What is needed is a faithful copy of all the records.

BEGIN

// SPDX-FileCopyrightText: 2026 Credvault Contributors
// SPDX-License-Identifier: MIT OR Apache-2.0

//! `credvault status` command implementation.
//!
//! Prints the security metrics projected from vault metadata. Needs no
//! password: metadata is not secret.

use std::io::IsTerminal;
use std::sync::Arc;

use chrono::{DateTime, Utc};
use credvault_config::CredvaultConfig;
use credvault_core::VaultError;
use credvault_storage::SqliteBlobStore;
use credvault_vault::{SecurityMetrics, VaultSettings, VaultStore};
use serde::Serialize;

/// Structured status output for `--json` mode.
#[derive(Debug, Serialize)]
pub struct StatusResponse {
    pub initialized: bool,
    pub database_path: String,
    #[serde(skip_serializing_if = "Option::is_none")]
    pub metrics: Option<SecurityMetrics>,
}

/// Format a timestamp for humans.
fn format_time(at: DateTime<Utc>) -> String {
    at.format("%Y-%m-%d %H:%M UTC").to_string()
}

/// Run the `credvault status` command.
///
/// If `--json` is passed, outputs structured JSON for scripting.
/// If `--plain` is passed or stdout is not a TTY, disables colors.
pub async fn run_status(
    config: &CredvaultConfig,
    json: bool,
    plain: bool,
) -> Result<(), VaultError> {
    let db = Arc::new(SqliteBlobStore::open(&config.storage.database_path).await?);
    let vault = VaultStore::new(db.clone(), VaultSettings::from(config));

    let metrics = if vault.is_initialized().await? {
        Some(vault.security_metrics().await?)
    } else {
        None
    };
    db.close().await?;

    let response = StatusResponse {
        initialized: metrics.is_some(),
        database_path: config.storage.database_path.clone(),
        metrics,
    };

    if json {
        println!(
            "{}",
            serde_json::to_string_pretty(&response).unwrap_or_else(|_| "{}".to_string())
        );
    } else {
        let use_color = !plain && std::io::stdout().is_terminal();
        print!("{}", render_status(&response, use_color));
    }
    Ok(())
}

fn render_status(response: &StatusResponse, use_color: bool) -> String {
    use colored::Colorize;

    let mut out = String::new();
    out.push('\n');
    out.push_str("  credvault status\n");
    out.push_str(&format!("  {}\n", "-".repeat(35)));
    out.push_str(&format!("    Database: {}\n", response.database_path));

    let Some(m) = &response.metrics else {
        out.push_str("    Vault:    not initialized\n\n");
        out.push_str("  Create one with: credvault init\n\n");
        return out;
    };

    let lock_state = match m.locked_until {
        Some(until) if m.is_locked => {
            let text = format!("locked until {}", format_time(until));
            if use_color {
                text.red().to_string()
            } else {
                format!("[LOCKED] {text}")
            }
        }
        _ if use_color => "accepting unlocks".green().to_string(),
        _ => "[OK] accepting unlocks".to_string(),
    };

    out.push_str(&format!("    State:    {lock_state}\n"));
    out.push_str(&format!("    Secrets:  {}\n", m.record_count));
    out.push_str(&format!("    Created:  {}\n", format_time(m.created_at)));
    out.push_str(&format!(
        "    Rotated:  {} ({} day(s) ago, {} rotation(s))\n",
        format_time(m.last_rotation_at),
        m.days_since_rotation,
        m.rotation_count
    ));
    out.push_str(&format!("    Accessed: {}\n", format_time(m.last_access_at)));
    out.push_str(&format!("    Failures: {}\n", m.failed_attempt_count));

    if m.rotation_due {
        let hint = "Rotation recommended: credvault rotate";
        if use_color {
            out.push_str(&format!("\n  {}\n", hint.yellow()));
        } else {
            out.push_str(&format!("\n  [WARN] {hint}\n"));
        }
    }
    out.push('\n');
    out
}

#[cfg(test)]
mod tests {
    use chrono::TimeDelta;

    use super::*;

    fn metrics(now: DateTime<Utc>) -> SecurityMetrics {
        SecurityMetrics {
            created_at: now,
            rotation_count: 1,
            last_rotation_at: now,
            last_access_at: now,
            failed_attempt_count: 0,
            locked_until: None,
            is_locked: false,
            record_count: 2,
            days_since_rotation: 0,
            rotation_due: false,
        }
    }

    #[test]
    fn uninitialized_status_suggests_init() {
        let response = StatusResponse {
            initialized: false,
            database_path: "/tmp/vault.db".into(),
            metrics: None,
        };
        let text = render_status(&response, false);
        assert!(text.contains("not initialized"));
        assert!(text.contains("credvault init"));

        let json = serde_json::to_string(&response).unwrap();
        assert!(json.contains("\"initialized\":false"));
        assert!(!json.contains("metrics"));
    }

    #[test]
    fn locked_and_due_vault_is_flagged() {
        let now = Utc::now();
        let mut m = metrics(now);
        m.is_locked = true;
        m.locked_until = Some(now + TimeDelta::minutes(1));
        m.rotation_due = true;
        let response = StatusResponse {
            initialized: true,
            database_path: "/tmp/vault.db".into(),
            metrics: Some(m),
        };

        let text = render_status(&response, false);
        assert!(text.contains("[LOCKED] locked until"));
        assert!(text.contains("[WARN] Rotation recommended"));
        assert!(text.contains("Secrets:  2"));
    }

    #[test]
    fn healthy_vault_has_no_warning() {
        let response = StatusResponse {
            initialized: true,
            database_path: "/tmp/vault.db".into(),
            metrics: Some(metrics(Utc::now())),
        };
        let text = render_status(&response, false);
        assert!(text.contains("[OK] accepting unlocks"));
        assert!(!text.contains("[WARN]"));
    }

    #[tokio::test]
    async fn status_on_fresh_database_reports_uninitialized() {
        let dir = tempfile::tempdir().unwrap();
        let mut config = CredvaultConfig::default();
        config.storage.database_path = dir.path().join("vault.db").display().to_string();
        run_status(&config, true, true).await.unwrap();
    }
}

END

Reply to the task:
// SPDX-FileCopyrightText: 2026 Credvault Contributors
// SPDX-License-Identifier: MIT OR Apache-2.0

//! `credvault status` command implementation.
//!
//! Prints the security metrics projected from vault metadata. Needs no
//! password: metadata is not secret.

use std::io::IsTerminal;
use std::sync::Arc;

use chrono::{DateTime, Utc};
use credvault_config::CredvaultConfig;
use credvault_core::VaultError;
use credvault_storage::SqliteBlobStore;
use credvault_vault::{SecurityMetrics, VaultSettings, VaultStore};
use serde::Serialize;

/// Structured status output for `--json` mode.
#[derive(Debug, Serialize)]
pub struct StatusResponse {
    pub initialized: bool,
    pub database_path: String,
    #[serde(skip_serializing_if = "Option::is_none")]
    pub metrics: Option<SecurityMetrics>,
}

/// Format a timestamp for humans.
fn format_time(at: DateTime<Utc>) -> String {
    at.format("%Y-%m-%d %H:%M UTC").to_string()
}

/// Run the `credvault status` command.
///
/// If `--json` is passed, outputs structured JSON for scripting.
/// If `--plain` is passed or stdout is not a TTY, disables colors.
pub async fn run_status(
    config: &CredvaultConfig,
    json: bool,
    plain: bool,
) -> Result<(), VaultError> {
    let db = Arc::new(SqliteBlobStore::open(&config.storage.database_path).await?);
    let vault = VaultStore::new(db.clone(), VaultSettings::from(config));

    let metrics = if vault.is_initialized().await? {
        Some(vault.security_metrics().await?)
    } else {
        None
    };
    db.close().await?;

    let response = StatusResponse {
        initialized: metrics.is_some(),
        database_path: config.storage.database_path.clone(),
        metrics,
    };

    if json {
        println!(
            "{}",
            serde_json::to_string_pretty(&response).unwrap_or_else(|_| "{}".to_string())
        );
    } else {
        let use_color = !plain && std::io::stdout().is_terminal();
        print!("{}", render_status(&response, use_color));
    }
    Ok(())
}

fn render_status(response: &StatusResponse, use_color: bool) -> String {
    use colored::Colorize;

    let mut out = String::new();
    out.push('\n');
    out.push_str("  credvault status\n");
    out.push_str(&format!("  {}\n", "-".repeat(35)));
    out.push_str(&format!("    Database: {}\n", response.database_path));

    let Some(m) = &response.metrics else {
        out.push_str("    Vault:    not initialized\n\n");
        out.push_str("  Create one with: credvault init\n\n");
        return out;
    };

    let lock_state = match m.locked_until {
        Some(until) if m.is_locked => {
            let text = format!("locked until {}", format_time(until));
            if use_color {
                text.red().to_string()
            } else {
                format!("[LOCKED] {text}")
            }
        }
        _ if use_color => "accepting unlocks".green().to_string(),
        _ => "[OK] accepting unlocks".to_string(),
    };

    out.push_str(&format!("    State:    {lock_state}\n"));
    out.push_str(&format!("    Secrets:  {}\n", m.record_count));
    out.push_str(&format!("    Created:  {}\n", format_time(m.created_at)));
    out.push_str(&format!(
        "    Rotated:  {} ({} day(s) ago, {} rotation(s))\n",
        format_time(m.last_rotation_at),
        m.days_since_rotation,
        m.rotation_count
    ));
    out.push_str(&format!("    Accessed: {}\n", format_time(m.last_access_at)));
    out.push_str(&format!("    Failures: {}\n", m.failed_attempt_count));

    if m.rotation_due {
        let hint = "Rotation recommended: credvault rotate";
        if use_color {
            out.push_str(&format!("\n  {}\n", hint.yellow()));
        } else {
            out.push_str(&format!("\n  [WARN] {hint}\n"));
        }
    }
    out.push('\n');
    out
}

#[cfg(test)]
mod tests {
    use chrono::TimeDelta;

    use super::*;

    fn metrics(now: DateTime<Utc>) -> SecurityMetrics {
        SecurityMetrics {
            created_at: now,
            rotation_count: 1,
            last_rotation_at: now,
            last_access_at: now,
            failed_attempt_count: 0,
            locked_until: None,
            is_locked: false,
            record_count: 2,
            days_since_rotation: 0,
            rotation_due: false,
        }
    }

    #[test]
    fn uninitialized_status_suggests_init() {
        let response = StatusResponse {
            initialized: false,
            database_path: "/tmp/vault.db".into(),
            metrics: None,
        };
        let text = render_status(&response, false);
        assert!(text.contains("not initialized"));
        assert!(text.contains("credvault init"));

        let json = serde_json::to_string(&response).unwrap();
        assert!(json.contains("\"initialized\":false"));
        assert!(!json.contains("metrics"));
    }

    #[test]
    fn locked_and_due_vault_is_flagged() {
        let now = Utc::now();
        let mut m = metrics(now);
        m.is_locked = true;
        m.locked_until = Some(now + TimeDelta::minutes(1));
        m.rotation_due = true;
        let response = StatusResponse {
            initialized: true,
            database_path: "/tmp/vault.db".into(),
            metrics: Some(m),
        };

        let text = render_status(&response, false);
        assert!(text.contains("[LOCKED] locked until"));
        assert!(text.contains("[WARN] Rotation recommended"));
        assert!(text.contains("Secrets:  2"));
    }

    #[test]
    fn healthy_vault_has_no_warning() {
        let response = StatusResponse {
            initialized: true,
            database_path: "/tmp/vault.db".into(),
            metrics: Some(metrics(Utc::now())),
        };
        let text = render_status(&response, false);
        assert!(text.contains("[OK] accepting unlocks"));
        assert!(!text.contains("[WARN]"));
    }

    #[tokio::test]
    async fn status_on_fresh_database_reports_uninitialized() {
        let dir = tempfile::tempdir().unwrap();
        let mut config = CredvaultConfig::default();
        config.storage.database_path = dir.path().join("vault.db").display().to_string();
        run_status(&config, true, true).await.unwrap();
    }
}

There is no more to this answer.